>>>

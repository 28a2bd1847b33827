//! HTTP sender for encoded payloads
//!
//! Wraps `reqwest::Client` with the collector endpoint, access-token
//! header, and a request timeout. The payload bytes are sent verbatim;
//! truncation has already happened by the time a payload reaches here.

use std::time::Duration;

use anyhow::{bail, Context, Result};
use async_trait::async_trait;
use reqwest::Client;
use tracing::{debug, warn};

use faultline_core::{Sender, TelemetryConfig};

/// Default request timeout for collector calls.
const REQUEST_TIMEOUT: Duration = Duration::from_secs(30);

/// Header carrying the project access token.
const ACCESS_TOKEN_HEADER: &str = "X-Faultline-Access-Token";

/// Delivers payloads to the collector over HTTPS.
pub struct HttpSender {
    client: Client,
    endpoint: String,
    access_token: Option<String>,
}

impl HttpSender {
    /// Create a sender for the configured collector.
    pub fn new(config: &TelemetryConfig) -> Result<Self> {
        let client = Client::builder()
            .timeout(REQUEST_TIMEOUT)
            .build()
            .context("failed to build HTTP client")?;

        Ok(Self {
            client,
            endpoint: config.endpoint.clone(),
            access_token: config.access_token.clone(),
        })
    }

    /// The collector endpoint this sender posts to.
    pub fn endpoint(&self) -> &str {
        &self.endpoint
    }
}

#[async_trait]
impl Sender for HttpSender {
    async fn send(&self, payload: &[u8]) -> Result<()> {
        let mut request = self
            .client
            .post(&self.endpoint)
            .header("Content-Type", "application/json")
            .body(payload.to_vec());

        if let Some(token) = &self.access_token {
            request = request.header(ACCESS_TOKEN_HEADER, token);
        }

        let response = request
            .send()
            .await
            .with_context(|| format!("failed to reach collector at {}", self.endpoint))?;

        let status = response.status();
        if status.is_success() {
            debug!(status = %status, bytes = payload.len(), "payload delivered");
            Ok(())
        } else {
            warn!(status = %status, bytes = payload.len(), "collector rejected payload");
            bail!("collector returned {status}");
        }
    }
}

#[cfg(test)]
mod tests {
    use super::*;

    #[test]
    fn test_sender_uses_configured_endpoint() {
        let config = TelemetryConfig {
            endpoint: "https://collector.example.com/api/1/item/".to_string(),
            ..Default::default()
        };
        let sender = HttpSender::new(&config).unwrap();
        assert_eq!(sender.endpoint(), "https://collector.example.com/api/1/item/");
    }

    #[tokio::test]
    async fn test_send_fails_against_unreachable_collector() {
        let config = TelemetryConfig {
            // Nothing listens on this loopback port; connection is refused.
            endpoint: "http://127.0.0.1:1/api/1/item/".to_string(),
            ..Default::default()
        };
        let sender = HttpSender::new(&config).unwrap();
        assert!(sender.send(b"{}").await.is_err());
    }
}
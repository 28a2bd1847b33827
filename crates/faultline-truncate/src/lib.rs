//! Faultline Truncate - Payload size reduction
//!
//! Shrinks an already-encoded report below the collector's size budget
//! (128 KiB) via an ordered, extensible chain of strategies.
//!
//! Provides:
//! - `EncodedPayload`: Document plus cached serialization and byte size
//! - `TruncationStrategy`: The two-operation strategy contract
//! - `TruncationEngine`: Drives the strategy chain against the budget
//! - Built-in strategies: frame range, string length, telemetry range,
//!   minimal body, identity

pub mod engine;
pub mod error;
pub mod payload;
pub mod strategies;
pub mod strategy;

pub use engine::{TruncationEngine, MAX_PAYLOAD_SIZE};
pub use error::TruncationError;
pub use payload::EncodedPayload;
pub use strategies::{
    FrameRangeStrategy, IdentityStrategy, MinimalBodyStrategy, StringLengthStrategy,
    TelemetryRangeStrategy,
};
pub use strategy::{StrategyFactory, TruncationContext, TruncationStrategy};
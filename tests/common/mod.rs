//! Shared harness driving the router in-process.

use axum::Router;
use axum::body::Body;
use axum::http::{Method, Request, StatusCode, header};
use serde_json::Value;
use social_media::repository::Repository;
use social_media::state::SharedState;
use tower::ServiceExt;

pub struct TestApp {
    router: Router,
}

pub struct TestResponse {
    pub status: StatusCode,
    pub body: Vec<u8>,
}

impl TestResponse {
    pub fn json(&self) -> Value {
        serde_json::from_slice(&self.body).expect("response body should be JSON")
    }

    pub fn text(&self) -> String {
        String::from_utf8(self.body.clone()).expect("response body should be UTF-8")
    }
}

impl TestApp {
    pub async fn new() -> Self {
        let repository = Repository::connect("sqlite::memory:", 1).await.unwrap();
        let router = social_media::router(SharedState::new(repository));
        Self { router }
    }

    pub async fn request(&self, method: Method, uri: &str, body: Option<Value>) -> TestResponse {
        let builder = Request::builder().method(method).uri(uri);
        let request = match body {
            Some(json) => builder
                .header(header::CONTENT_TYPE, "application/json")
                .body(Body::from(json.to_string())),
            None => builder.body(Body::empty()),
        }
        .unwrap();

        let response = self.router.clone().oneshot(request).await.unwrap();
        let status = response.status();
        let body = axum::body::to_bytes(response.into_body(), usize::MAX)
            .await
            .unwrap()
            .to_vec();
        TestResponse { status, body }
    }

    pub async fn get(&self, uri: &str) -> TestResponse {
        self.request(Method::GET, uri, None).await
    }

    pub async fn post(&self, uri: &str, body: Value) -> TestResponse {
        self.request(Method::POST, uri, Some(body)).await
    }

    /// Registers `username` and returns the assigned account id.
    pub async fn register(&self, username: &str, password: &str) -> i64 {
        let body = serde_json::json!({ "username": username, "password": password });
        let response = self.post("/register", body).await;
        assert_eq!(response.status, StatusCode::OK);
        response.json()["id"].as_i64().unwrap()
    }
}
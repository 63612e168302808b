use clap::Parser;
use color_eyre::eyre::Report;
use social_media::Settings;
use social_media::layers::ErrorLayer;

#[tokio::main]
async fn main() -> Result<(), Report> {
    ErrorLayer.setup()?;
    let settings = Settings::parse();
    social_media::run(settings).await
}
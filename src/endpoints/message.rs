use axum::extract::{Path, State};
use axum::http::StatusCode;
use axum::response::{IntoResponse, Response};
use axum::{Json, debug_handler};
use tracing::instrument;

use super::ApiError;
use crate::models::{Message, MessagePatch, NewMessage};
use crate::state::SharedState;

#[instrument(skip(state))]
#[debug_handler]
pub async fn create(
    State(state): State<SharedState>,
    Json(new_message): Json<NewMessage>,
) -> Result<Json<Message>, ApiError> {
    let message = state
        .messages
        .create_message(&new_message)
        .await
        .inspect(|message| tracing::debug!(message_id = message.id, "Created new message"))?;
    Ok(Json(message))
}

#[instrument(skip_all)]
#[debug_handler]
pub async fn list(State(state): State<SharedState>) -> Result<Json<Vec<Message>>, ApiError> {
    let messages = state.messages.get_all_messages().await?;
    Ok(Json(messages))
}

#[instrument(skip(state))]
#[debug_handler]
pub async fn find(
    State(state): State<SharedState>,
    Path(message_id): Path<i64>,
) -> Result<Json<Message>, ApiError> {
    state
        .messages
        .get_message_by_id(message_id)
        .await?
        .map(Json)
        .ok_or(ApiError::NotFound)
}

#[instrument(skip(state))]
#[debug_handler]
pub async fn list_by_account(
    State(state): State<SharedState>,
    Path(account_id): Path<i64>,
) -> Result<Json<Vec<Message>>, ApiError> {
    let messages = state
        .messages
        .get_messages_by_account_id(account_id)
        .await
        .inspect(|messages| tracing::debug!(count = messages.len(), "Returning messages"))?;
    Ok(Json(messages))
}

#[instrument(skip(state))]
#[debug_handler]
pub async fn update(
    State(state): State<SharedState>,
    Path(message_id): Path<i64>,
    Json(patch): Json<MessagePatch>,
) -> Result<Json<Message>, ApiError> {
    state
        .messages
        .update_message(message_id, &patch)
        .await?
        .map(Json)
        .ok_or(ApiError::NotFound)
}

/// Answers `1` when a row was removed and an empty body when nothing matched.
#[instrument(skip(state))]
#[debug_handler]
pub async fn delete(
    State(state): State<SharedState>,
    Path(message_id): Path<i64>,
) -> Result<Response, ApiError> {
    let response = match state.messages.delete_message_by_id(message_id).await? {
        true => Json(1).into_response(),
        false => StatusCode::OK.into_response(),
    };
    Ok(response)
}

<<<

-- ACTIVITY --
Produce only the lines from the line containing "use axum::http::StatusCode;" through the line containing "-> Result<Response, ApiError>", inclusive of both, exactly as they stand in the entries above.

-- EXERCISE RESPONSE --
use axum::http::StatusCode;
use axum::response::{IntoResponse, Response};
use axum::{Json, debug_handler};
use tracing::instrument;

use super::ApiError;
use crate::models::{Message, MessagePatch, NewMessage};
use crate::state::SharedState;

#[instrument(skip(state))]
#[debug_handler]
pub async fn create(
    State(state): State<SharedState>,
    Json(new_message): Json<NewMessage>,
) -> Result<Json<Message>, ApiError> {
    let message = state
        .messages
        .create_message(&new_message)
        .await
        .inspect(|message| tracing::debug!(message_id = message.id, "Created new message"))?;
    Ok(Json(message))
}

#[instrument(skip_all)]
#[debug_handler]
pub async fn list(State(state): State<SharedState>) -> Result<Json<Vec<Message>>, ApiError> {
    let messages = state.messages.get_all_messages().await?;
    Ok(Json(messages))
}

#[instrument(skip(state))]
#[debug_handler]
pub async fn find(
    State(state): State<SharedState>,
    Path(message_id): Path<i64>,
) -> Result<Json<Message>, ApiError> {
    state
        .messages
        .get_message_by_id(message_id)
        .await?
        .map(Json)
        .ok_or(ApiError::NotFound)
}

#[instrument(skip(state))]
#[debug_handler]
pub async fn list_by_account(
    State(state): State<SharedState>,
    Path(account_id): Path<i64>,
) -> Result<Json<Vec<Message>>, ApiError> {
    let messages = state
        .messages
        .get_messages_by_account_id(account_id)
        .await
        .inspect(|messages| tracing::debug!(count = messages.len(), "Returning messages"))?;
    Ok(Json(messages))
}

#[instrument(skip(state))]
#[debug_handler]
pub async fn update(
    State(state): State<SharedState>,
    Path(message_id): Path<i64>,
    Json(patch): Json<MessagePatch>,
) -> Result<Json<Message>, ApiError> {
    state
        .messages
        .update_message(message_id, &patch)
        .await?
        .map(Json)
        .ok_or(ApiError::NotFound)
}

/// Answers `1` when a row was removed and an empty body when nothing matched.
#[instrument(skip(state))]
#[debug_handler]
pub async fn delete(
    State(state): State<SharedState>,
    Path(message_id): Path<i64>,
) -> Result<Response, ApiError> {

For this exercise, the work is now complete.